Segment Open

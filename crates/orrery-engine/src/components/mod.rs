pub mod mesh;
pub mod node;
pub mod orbital;
pub mod trail;
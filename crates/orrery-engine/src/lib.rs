pub mod api;
pub mod bridge;
pub mod components;
pub mod core;
pub mod extensions;
pub mod input;
pub mod renderer;
pub mod systems;

// Re-export key types at crate root for convenience
pub use api::error::{OrreryError, OrreryResult};
pub use api::game::{EngineContext, Game, GameConfig, EVENT_HOVER};
pub use api::options::{DisplayOptions, TickSnapshot};
pub use api::types::{GameEvent, NodeId};
pub use bridge::protocol::{ProtocolLayout, LIGHT_FLOATS};
pub use components::mesh::{MeshColor, MeshComponent, MeshShape};
pub use components::node::{SceneNode, Transform};
pub use components::orbital::{AsteroidBeltMember, BodyKind, OrbitalBody, SpinRate, Spinner};
pub use components::trail::{Tail, TrailBuffer};
pub use core::orbit::{circular_position, EllipticalOrbit, PATH_SEGMENTS};
pub use core::registry::{BodyRegistry, HoverTarget, PickedTarget};
pub use core::rng::Rng;
pub use core::scene::Scene;
pub use core::time::FixedTimestep;
pub use extensions::{look_rotation, orient_billboards, propagate};
pub use input::queue::{InputEvent, InputQueue};
pub use renderer::camera::{Camera3D, CameraUniform, Ray};
pub use renderer::instance::{RenderBuffer, RenderInstance};
pub use renderer::{DrawTiming, FrameData, Renderer};
pub use systems::lighting::{LightState, PointLight};
pub use systems::picking::{pick, Hit};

Segment Closed

▶ INSTRUCTIONS TO FOLLOW
Would you copy out every line in the records that includes the string "filename"?

▶ FINISHED EXERCISE
filename crates/orrery-engine/src/components/mod.rs
filename crates/orrery-engine/src/lib.rs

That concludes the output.